We are not just “introducers” or a classifieds platform. We are full-service brokers who advise and support you throughout the sale process, starting from preliminary reality checks all the way to closing a sale. We manage business sales in a systematic, professional and confidential manner to save you time and effort, prevent reputational damage and maximize the chances of achieving a sale. 

Important points to keep in mind: 

  • Confidentiality: Every business sale is confidential. You don’t want your suppliers, clients, creditors, competitors or employees to know that you intend to sell your business. We keep your identity confidential, until we are convinced that we are dealing with a serious buyer.
  • Focus: You need to continue managing your business as usual, instead of spending most of your time and energy dealing with queries or negotiating with people who, too often, are just shopping around. We take all the “grunt work” out of your hands so you don’t lose focus.
  • Promotion: You may be an experienced manager or entrepreneur, but most likely you have limited experience and resources to promote a business sale. We offer our expertise in promotion and a well established network to source real prospects and bring them to the negotiating table.
  • Deal making: Once negotiations start with a buyer you will need support and advice until the terms of sale have been agreed in every detail. We do not negotiate on your behalf, but we offer deal making support and our knowhow with hundreds of transactions.
  • Ethics & Conflicts of Interest: You are our client, it’s your interests we represent and we make this clear to prospective buyers. As long as we are engaged by you, we will never work on behalf of a buyer or accept money from a buyer.
  • Costs & Fees: we charge a modest upfront fee which covers part of our cost to prepare for a sale. We do not charge renewal fees, viewing fees, or any service fees until your business is sold.

Decision to Sell

  • Timing: If you have a choice with regard to timing, the best time to sell your business is when it is mature and profitable, but still growing. It is possible to sell a business which has started to decline (even one which is losing money) but in such conditions the buyer has the upper hand. Since there is no such thing as a “quick sale” think strategically, think two to three years ahead!
  • Commitment: You cannot just “test the waters” to see what happens, or start the sale process without being thoroughly prepared and committed. We expect to see this commitment on your part.
  • Reason for selling: A sale is often imposed by succession, family, financial or health issues. For others, it’s just time to move on, change lifestyle, maybe start another business. The reason for selling must be spelled out clearly and honestly, since this is the first question buyers will ask.

Preparation to Sell

  • Accounts: Prepare Audited Accounts for at least the last three years. This is a must. No business can be sold without up-to-date financials.
  • Deal Structuring: First of all, do you want to sell outright or are you looking for a partner to invest in business growth?

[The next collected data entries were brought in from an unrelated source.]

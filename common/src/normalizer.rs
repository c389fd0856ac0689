//! コード正規化モジュール
//!
//! バーコードリーダー・手入力から受け取った請求書番号/納品書番号を
//! 比較用の正規キーに変換する。上流システムごとに番号体系が揺れるため、
//! 照合・インデックス・台帳キーはすべてこの関数を経由する。
//!
//! ## 変換規則
//! 1. 前後の空白を除去し大文字化
//! 2. `A` + 数字7桁: `A2` で始まれば先頭の `A` を `7` に置換、
//!    それ以外は `A` を除去して先頭ゼロを除去
//! 3. `B` + 数字7桁: 数字部が `"0050000"` より辞書順で小さければ `8`、
//!    そうでなければ `5` を前置（先頭ゼロは保持）
//! 4. 数字のみ: 先頭ゼロを除去（`"007"` と `"7"` は同一）
//! 5. それ以外: 1 の結果をそのまま返す

use lazy_static::lazy_static;
use regex::Regex;

/// Bシリーズの振り分け境界
const B_SERIES_PIVOT: &str = "0050000";

lazy_static! {
    // `\d` はUnicode数字にも一致するため明示的にASCIIで書く
    static ref A_SERIES_RE: Regex = Regex::new(r"^A[0-9]{7}$").unwrap();
    static ref B_SERIES_RE: Regex = Regex::new(r"^B[0-9]{7}$").unwrap();
    static ref DIGITS_RE: Regex = Regex::new(r"^[0-9]+$").unwrap();
}

/// 生コードを比較用キーに正規化する
///
/// 決定的で副作用はない。
///
/// # Examples
/// ```
/// use manifest_sync_common::normalize_code;
///
/// assert_eq!(normalize_code(" a2000010 "), "72000010");
/// assert_eq!(normalize_code("A0001234"), "1234");
/// assert_eq!(normalize_code("B0012345"), "80012345");
/// assert_eq!(normalize_code("007"), "7");
/// ```
pub fn normalize_code(raw: &str) -> String {
    let code = raw.trim().to_uppercase();

    if A_SERIES_RE.is_match(&code) {
        if code.starts_with("A2") {
            return format!("7{}", &code[1..]);
        }
        return strip_leading_zeros(&code[1..]);
    }

    if B_SERIES_RE.is_match(&code) {
        let serie = &code[1..];
        let prefix = if serie < B_SERIES_PIVOT { '8' } else { '5' };
        return format!("{}{}", prefix, serie);
    }

    if DIGITS_RE.is_match(&code) {
        return strip_leading_zeros(&code);
    }

    code
}

/// 欠損しうるフィールドを正規化（欠損は空文字）
pub fn normalize_optional(raw: Option<&str>) -> String {
    raw.map(normalize_code).unwrap_or_default()
}

/// 数値化相当の先頭ゼロ除去（全桁ゼロは `"0"`）
fn strip_leading_zeros(digits: &str) -> String {
    let stripped = digits.trim_start_matches('0');
    if stripped.is_empty() {
        "0".to_string()
    } else {
        stripped.to_string()
    }
}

Will you accept an Earn-out or Deferred payments? Are you willing to sell a majority instead of 100%? Are you willing to transfer your proprietary knowhow, trade name or brand to the buyer? If the business owns real estate, do you want the real estate to be sold with the business, or carve it out of the business? Are you willing to provide support & training for a reasonable hand-over period? Stay on long-term as a Manager or Director, maybe? Are you willing to sign a Non-Compete? There is much more to a business sale than just setting the Asking Price.
  • Re-casting of Financials & other records: Standard format (IFRS) accounts are a must, but you may also need to re-cast your accounts, provide more detail and, in general, justify the Asking Price with facts and numbers.
  • Valuation:The question “How much is my Business worth?” is usually the first one asked. Each business is different and for the same business the value to the owner is one thing and the value to the buyer another – and again, this depends on the type of buyer. Valuation is not an exact science, but we always provide guidance on the Asking Price based on our knowledge of the market and, if requested, we can prepare a formal written valuation.
  • Documentation Folder: It’s best if you prepare a folder with all relevant information ready for the buyer. In addition to a profile of your business, this folder should include copies of important documents, such as Company Registrar Certificates, Audited Accounts, Rent/Lease Agreements, Property Titles, Licenses, Permits, latest Income Tax & VAT records, important employment agreements and, if you have them, independent Property or Business Valuations. Our success in engaging with a genuinely interested Buyer will depend, to a large extent, on the quality and detail of information available.

The Sale Process

Whether we are advising a multi-million transaction or a small business sale, the process is substantially the same – larger transactions simply have more zeros at the end! 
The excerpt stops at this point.